Many more are debating the "mass vs precision" question behind closed doors.

There are clearly pros and cons on both sides. At MediaCom, we see clients increasing efficiency through data-driven precision and we see clients growing brands through scaled mass marketing.

But we also see significant tension between the two, often driven by those on the precision bandwagon, who need to stop and consider where they are taking things.

We see that the more precise you are with your targeting, the more you run the risk of optimising yourself into a suboptimal position.

This is not to say that precision doesn’t work, but that there are some "red flags" – the most significant of which is that invariably the individually precise is culturally invisible.

This is critical. The efficiency of precision is enticing. For the right challenge, it works.

But then your targeting has to be based on the right insight from a good data point that is actionable in media – three things that often don’t line up.

They are also three things that, taken together, can easily end up overcomplicating things for brands.

Losing one's place

It is important to recognise that, when done well, this precision can and does drive sales magnificently, as we have found with a number of clients recently.

However, the contextual effects of precision targeting fall into the trap of the law of unintended consequences.

At a business level, the brand can become less visible to employees, staff and colleagues. It can lose its place in culture (and brands do have a place in and frame culture, along with a lot of other things) and it doesn’t necessarily gain the positive effects that can come with acting with confidence.

Let’s not forget that the IPA Databank would show you that fame campaigns are the most effective on
all measures – notwithstanding the fact that there haven’t been that many data and digital precision-based cases in the IPA Effectiveness Awards over the years.

Building brand fame and having an impact on culture are, at least partially, about the understanding of context.

You can create an argument for reaching large numbers of audience through pretty much any medium or vehicle within a medium – that’s largely what media packs have been about for years.

However, what is often neglected is the nature of that distributed audience – an impact isn’t the same everywhere.

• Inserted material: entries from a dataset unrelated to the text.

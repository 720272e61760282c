//! Sticky HTTP load balancer library.

pub mod config;
pub mod dispatch;
pub mod health;
pub mod http;
pub mod lifecycle;
pub mod load_balancer;
pub mod observability;
pub mod security;

pub use config::schema::BalancerConfig;
pub use http::BalancerServer;
pub use lifecycle::Shutdown;
//! Shutdown coordination for the balancer.

use tokio::sync::broadcast;

/// Coordinator for graceful shutdown.
///
/// Provides a broadcast channel that all long-running tasks (HTTP server,
/// health monitor, dispatch workers) subscribe to. Clones share the channel.
/// Dropping every handle also releases subscribers.
#[derive(Debug, Clone)]
pub struct Shutdown {
    /// Broadcast channel sender.
    tx: broadcast::Sender<()>,
}

impl Shutdown {
    /// Create a new shutdown coordinator.
    pub fn new() -> Self {
        let (tx, _) = broadcast::channel(1);
        Self { tx }
    }

    /// Subscribe to the shutdown signal.
    pub fn subscribe(&self) -> broadcast::Receiver<()> {
        self.tx.subscribe()
    }

    /// Trigger the shutdown signal.
    pub fn trigger(&self) {
        let _ = self.tx.send(());
    }

    /// Get the number of active subscribers (tasks still running).
    pub fn receiver_count(&self) -> usize {
        self.tx.receiver_count()
    }
}

impl Default for Shutdown {
    fn default() -> Self {
        Self::new()
    }
}

/// Resolve when Ctrl+C is received, then trigger `shutdown`.
pub async fn trigger_on_ctrl_c(shutdown: Shutdown) {
    match tokio::signal::ctrl_c().await {
        Ok(()) => tracing::info!("Shutdown signal received"),
        Err(e) => tracing::error!(error = %e, "Failed to listen for Ctrl+C; shutting down"),
    }
    shutdown.trigger();
}
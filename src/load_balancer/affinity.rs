//! Client affinity routing.
//!
//! Stickiness falls out of hashing a stable client identifier over a
//! stable snapshot order; there is no session table. When the healthy set
//! changes, the index space changes with it and a client may move to a
//! different backend. This is a plain modulo hash, not a consistent-hash
//! ring.

use std::hash::{DefaultHasher, Hasher};
use std::sync::Arc;

use crate::load_balancer::{
    backend::Backend,
    error::{LoadBalancerError, LoadBalancerResult},
    pool::BackendPool,
};

/// Hash `client_id` into `0..n`.
///
/// `DefaultHasher::new()` uses fixed keys, so the result is stable for the
/// life of the process (and across processes built with the same std).
///
/// # Panics
/// Panics if `n` is zero.
pub fn affinity_index(client_id: &str, n: usize) -> usize {
    let mut hasher = DefaultHasher::new();
    hasher.write(client_id.as_bytes());
    (hasher.finish() % n as u64) as usize
}

/// Pick the backend for `client_id` out of an already-taken snapshot.
pub fn select_from(snapshot: &[Backend], client_id: &str) -> Option<Backend> {
    if snapshot.is_empty() {
        return None;
    }
    Some(snapshot[affinity_index(client_id, snapshot.len())].clone())
}

/// Selects a healthy backend for a client identifier.
#[derive(Debug, Clone)]
pub struct AffinityRouter {
    pool: Arc<BackendPool>,
}

impl AffinityRouter {
    pub fn new(pool: Arc<BackendPool>) -> Self {
        Self { pool }
    }

    /// The pool this router reads from.
    pub fn pool(&self) -> &Arc<BackendPool> {
        &self.pool
    }

    /// Select a backend for `client_id`, or `None` when nothing is healthy.
    pub fn select(&self, client_id: &str) -> Option<Backend> {
        let snapshot = self.pool.snapshot_healthy();
        select_from(&snapshot, client_id)
    }

    /// Like [`select`](Self::select) but reports the empty case as an error.
    pub fn try_select(&self, client_id: &str) -> LoadBalancerResult<Backend> {
        self.select(client_id).ok_or(LoadBalancerError::NoHealthyBackend)
    }
}

#[cfg(test)]
mod tests {
    use super::*;
    use std::collections::{HashMap, HashSet};

    fn router(n: usize) -> AffinityRouter {
        let urls = (0..n).map(|i| format!("http://127.0.0.1:{}", 9000 + i));
        AffinityRouter::new(Arc::new(BackendPool::new(urls)))
    }

    #[test]
    fn test_select_is_deterministic() {
        let r = router(3);
        for i in 0..50 {
            let client = format!("10.0.0.{}", i);
            let first = r.select(&client).unwrap();
            let second = r.select(&client).unwrap();
            assert_eq!(first, second);
        }
    }

    #[test]
    fn test_every_index_reachable() {
        for n in 1..=8 {
            let hit: HashSet<usize> = (0..2000)
                .map(|i| affinity_index(&format!("client-{}", i), n))
                .collect();
            assert_eq!(hit, (0..n).collect::<HashSet<_>>(), "n = {}", n);
        }
    }

    #[test]
    fn test_distribution_not_degenerate() {
        let r = router(3);
        let mut counts: HashMap<String, usize> = HashMap::new();
        for i in 0..100 {
            let b = r.select(&format!("192.168.1.{}", i)).unwrap();
            *counts.entry(b.url).or_default() += 1;
        }
        assert!(counts.len() > 1, "all clients landed on one backend: {:?}", counts);
        assert!(counts.values().all(|&c| c < 100));
    }

    #[test]
    fn test_none_when_no_backend_healthy() {
        let r = router(2);
        for b in r.pool().backends() {
            r.pool().set_health(&b.url, false);
        }
        assert!(r.select("10.0.0.1").is_none());
        assert_eq!(r.try_select("10.0.0.1"), Err(LoadBalancerError::NoHealthyBackend));
    }

    #[test]
    fn test_only_healthy_backends_selected() {
        let r = router(3);
        r.pool().set_health("http://127.0.0.1:9001", false);
        for i in 0..100 {
            let b = r.select(&format!("c{}", i)).unwrap();
            assert_ne!(b.url, "http://127.0.0.1:9001");
            assert!(b.healthy);
        }
    }

    #[test]
    fn test_stable_while_healthy_set_unchanged() {
        let r = router(3);
        let before = r.select("203.0.113.7").unwrap();

        // Flapping a backend and restoring it gives the same snapshot back.
        r.pool().set_health("http://127.0.0.1:9002", false);
        r.pool().set_health("http://127.0.0.1:9002", true);

        assert_eq!(r.select("203.0.113.7").unwrap(), before);
    }
}
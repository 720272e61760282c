//! Asynchronous dispatch subsystem.
//!
//! # Data Flow
//! ```text
//! Front end (every request)
//!     → queue.rs (DispatchQueue::enqueue, never waits)
//!     → worker.rs (N workers, shared receiver, FIFO across all clients)
//!     → AffinityRouter::select (re-resolved at dispatch time)
//!     → GET backend.url + path, result logged and discarded
//! ```
//!
//! # Design Decisions
//! - Unbounded by default; an optional capacity turns overflow into `QueueFull`
//! - No retries, no cancellation of in-flight forwards
//! - No ordering relative to the synchronous response already sent

pub mod queue;
pub mod worker;

pub use queue::{DispatchError, DispatchQueue, DispatchTask, TaskReceiver};
pub use worker::{ForwardingHandler, TaskHandler, WorkerPool};
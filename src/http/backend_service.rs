//! Minimal backend service for local demos and tests.
//!
//! Serves a fixed body on `/`, behind the per-client rate limiter.

use axum::{middleware, routing::get, Router};
use std::net::SocketAddr;
use std::sync::Arc;
use tokio::net::TcpListener;
use tower_http::trace::TraceLayer;

use crate::lifecycle::Shutdown;
use crate::security::{rate_limit_middleware, RateLimiter};

/// Body returned by the backend's `/` route.
pub const BACKEND_RESPONSE: &str = "Response from secure server";

async fn home() -> &'static str {
    BACKEND_RESPONSE
}

/// Router for the backend service.
pub fn backend_router(limiter: Arc<RateLimiter>) -> Router {
    Router::new()
        .route("/", get(home))
        .layer(middleware::from_fn_with_state(limiter, rate_limit_middleware))
        .layer(TraceLayer::new_for_http())
}

/// Serve the backend on `listener` until `shutdown` fires.
pub async fn serve_backend(
    listener: TcpListener,
    limiter: Arc<RateLimiter>,
    shutdown: Shutdown,
) -> Result<(), std::io::Error> {
    tracing::info!(address = %listener.local_addr()?, "Backend server starting");

    let app = backend_router(limiter).into_make_service_with_connect_info::<SocketAddr>();
    let mut stop = shutdown.subscribe();
    axum::serve(listener, app)
        .with_graceful_shutdown(async move {
            let _ = stop.recv().await;
        })
        .await?;

    tracing::info!("Backend server stopped");
    Ok(())
}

Hell, an impact on ITV isn’t the same as in the middle of The Jeremy Kyle Show or Broadchurch.

At the other end of the spectrum, many of the purveyors of mass marketing have rested on their laurels for too long.

Who wins? 

Putting scaled precision into mass channels will be a critical part of the evolution of media execution over the next few years – we can’t continue to trade these things on old currencies that bear no resemblance to what we are trying to change (be-haviour). But the cost of investment is high and the pace of real change is slow.

Maybe that is the real M&A that is needed in media right now – a return to the original dotcom boom of "old world/new world" mergers to force the piece and force the peace.

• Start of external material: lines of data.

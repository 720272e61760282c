//! Configuration validation.
//!
//! # Responsibilities
//! - Semantic validation (serde handles syntactic)
//! - Validate backend URLs and value ranges
//!
//! # Design Decisions
//! - Returns all validation errors, not just first
//! - Validation is pure function: BalancerConfig → Result<(), Vec<ValidationError>>
//! - Runs before config is accepted into the system

use std::collections::HashSet;
use std::net::SocketAddr;
use thiserror::Error;
use url::Url;

use crate::config::schema::BalancerConfig;

/// A single semantic problem found in a configuration.
#[derive(Debug, Clone, PartialEq, Eq, Error)]
pub enum ValidationError {
    #[error("at least one backend must be configured")]
    NoBackends,

    #[error("invalid backend url '{url}': {reason}")]
    InvalidBackendUrl { url: String, reason: String },

    #[error("backend '{0}' is listed more than once")]
    DuplicateBackend(String),

    #[error("timeouts.request_secs ({request_secs}) must exceed timeouts.upstream_secs ({upstream_secs})")]
    RequestTimeoutTooShort { request_secs: u64, upstream_secs: u64 },

    #[error("invalid bind address '{0}'")]
    InvalidBindAddress(String),

    #[error("{0} must be greater than zero")]
    NotPositive(&'static str),
}

/// Check a configuration, collecting every violation.
pub fn validate_config(config: &BalancerConfig) -> Result<(), Vec<ValidationError>> {
    let mut errors = Vec::new();

    if config.backends.is_empty() {
        errors.push(ValidationError::NoBackends);
    }

    for raw in &config.backends {
        match Url::parse(raw) {
            Ok(url) if url.scheme() != "http" => errors.push(ValidationError::InvalidBackendUrl {
                url: raw.clone(),
                reason: format!("unsupported scheme '{}'", url.scheme()),
            }),
            Ok(url) if url.host_str().is_none() => {
                errors.push(ValidationError::InvalidBackendUrl {
                    url: raw.clone(),
                    reason: "missing host".to_string(),
                })
            }
            Ok(_) => {}
            Err(e) => errors.push(ValidationError::InvalidBackendUrl {
                url: raw.clone(),
                reason: e.to_string(),
            }),
        }
    }

    let mut seen = HashSet::new();
    for raw in &config.backends {
        if !seen.insert(raw.as_str()) {
            errors.push(ValidationError::DuplicateBackend(raw.clone()));
        }
    }

    if config.listener.bind_address.parse::<SocketAddr>().is_err() {
        errors.push(ValidationError::InvalidBindAddress(
            config.listener.bind_address.clone(),
        ));
    }

    let checks = [
        ("health_check.interval_secs", config.health_check.interval_secs == 0),
        ("health_check.timeout_secs", config.health_check.timeout_secs == 0),
        ("rate_limit.max_requests", config.rate_limit.max_requests == 0),
        ("rate_limit.window_secs", config.rate_limit.window_secs == 0),
        ("dispatch.workers", config.dispatch.workers == Some(0)),
        ("dispatch.queue_capacity", config.dispatch.queue_capacity == Some(0)),
        ("timeouts.request_secs", config.timeouts.request_secs == 0),
        ("timeouts.upstream_secs", config.timeouts.upstream_secs == 0),
    ];
    for (field, failed) in checks {
        if failed {
            errors.push(ValidationError::NotPositive(field));
        }
    }

    // The request deadline must leave room for the upstream one to fire first.
    let timeouts = &config.timeouts;
    if timeouts.upstream_secs > 0 && timeouts.request_secs <= timeouts.upstream_secs {
        errors.push(ValidationError::RequestTimeoutTooShort {
            request_secs: timeouts.request_secs,
            upstream_secs: timeouts.upstream_secs,
        });
    }

    if errors.is_empty() {
        Ok(())
    } else {
        Err(errors)
    }
}
//! Worker pool draining the dispatch queue.
//!
//! # Responsibilities
//! - Run a fixed number of workers sharing one receiver
//! - Hand each task to a [`TaskHandler`] exactly once
//! - Stop on shutdown, or when the queue is closed and drained

use std::future::Future;
use std::sync::Arc;
use tokio::sync::{broadcast, Mutex};
use tokio::task::JoinHandle;

use crate::dispatch::queue::{DispatchTask, TaskReceiver};
use crate::http::upstream::Upstream;
use crate::lifecycle::Shutdown;
use crate::load_balancer::{AffinityRouter, LoadBalancerError};
use crate::observability::metrics;

/// Processes one dequeued task. Failures are the handler's to log.
pub trait TaskHandler: Send + Sync + 'static {
    fn handle(&self, task: DispatchTask) -> impl Future<Output = ()> + Send;
}

/// Re-resolves the client's backend and forwards `backend.url + path`.
///
/// The response is discarded; only the outcome is logged. No retries.
#[derive(Clone)]
pub struct ForwardingHandler {
    router: AffinityRouter,
    upstream: Upstream,
}

impl ForwardingHandler {
    pub fn new(router: AffinityRouter, upstream: Upstream) -> Self {
        Self { router, upstream }
    }
}

impl TaskHandler for ForwardingHandler {
    async fn handle(&self, task: DispatchTask) {
        let Some(backend) = self.router.select(&task.client_id) else {
            tracing::error!(
                client = %task.client_id,
                path = %task.path,
                error = %LoadBalancerError::NoHealthyBackend,
                "Dropping dispatch task"
            );
            metrics::record_dispatch("no_backend");
            return;
        };

        let url = backend.url_for(&task.path);
        match self.upstream.get(&url).await {
            Ok(response) => {
                tracing::info!(client = %task.client_id, url = %url, status = %response.status, "Request forwarded");
                metrics::record_dispatch("forwarded");
            }
            Err(e) => {
                tracing::error!(client = %task.client_id, error = %e, "Error forwarding request");
                metrics::record_dispatch("failed");
            }
        }
    }
}

/// Handles to the running workers.
pub struct WorkerPool {
    workers: Vec<JoinHandle<()>>,
}

impl WorkerPool {
    /// Spawn `size` workers on the current runtime.
    pub fn spawn<H: TaskHandler>(
        size: usize,
        receiver: TaskReceiver,
        handler: Arc<H>,
        shutdown: &Shutdown,
    ) -> Self {
        let receiver = Arc::new(Mutex::new(receiver));
        let workers = (0..size)
            .map(|id| {
                tokio::spawn(run_worker(
                    id,
                    receiver.clone(),
                    handler.clone(),
                    shutdown.subscribe(),
                ))
            })
            .collect();

        tracing::info!(workers = size, "Dispatch workers started");
        Self { workers }
    }

    pub fn size(&self) -> usize {
        self.workers.len()
    }

    /// Wait for every worker to exit.
    pub async fn join(self) {
        for worker in self.workers {
            if let Err(e) = worker.await {
                tracing::error!(error = %e, "Dispatch worker panicked");
            }
        }
    }
}

async fn run_worker<H: TaskHandler>(
    id: usize,
    receiver: Arc<Mutex<TaskReceiver>>,
    handler: Arc<H>,
    mut shutdown: broadcast::Receiver<()>,
) {
    loop {
        // Only the waiting worker holds the lock; it is released before the
        // task runs so others can dequeue concurrently.
        let next = tokio::select! {
            task = async { receiver.lock().await.recv().await } => task,
            _ = shutdown.recv() => {
                tracing::debug!(worker = id, "Dispatch worker received shutdown signal");
                break;
            }
        };

        match next {
            Some(task) => handler.handle(task).await,
            None => {
                tracing::debug!(worker = id, "Dispatch queue closed");
                break;
            }
        }
    }
}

So, mass vs precision – who wins? Well, I love the idea of precision, I grew up with it, but sometimes it just isn’t the right thing to do.

If individually precise is culturally invisible, that is a real problem for any marketer.

Brands that want to be effective in the future must find a way of balancing precision with cultural traction.

Chris Binns is the managing partner and head of new-business strategy at MediaCom UK

Mass v precision

Procter & Gamble’s admission last month that it has eased back on targeted ads on Facebook because "we went too narrow" caused shockwaves, Gideon Spanier writes. "We targeted too much," Marc Pritchard, P&G’s chief marketing officer, confessed.

"Now we’re looking at: what is the best way to get the most reach but also the right precision?" That has led P&G, the world’s biggest advertiser, to spend more on TV and other traditional mass media. Other brands are challenging conventional wisdom and rethinking their media planning in dramatic ways.

Tesco slashed virtually all its print adspend earlier this year and shifted a lot of the money into other channels – including online and its own "media" such as the brand messaging on its thousands of delivery trucks – to improve reach. Smart advertisers such as Coca-Cola know they must experiment. In the age of digital disruption, brands still need mass appeal.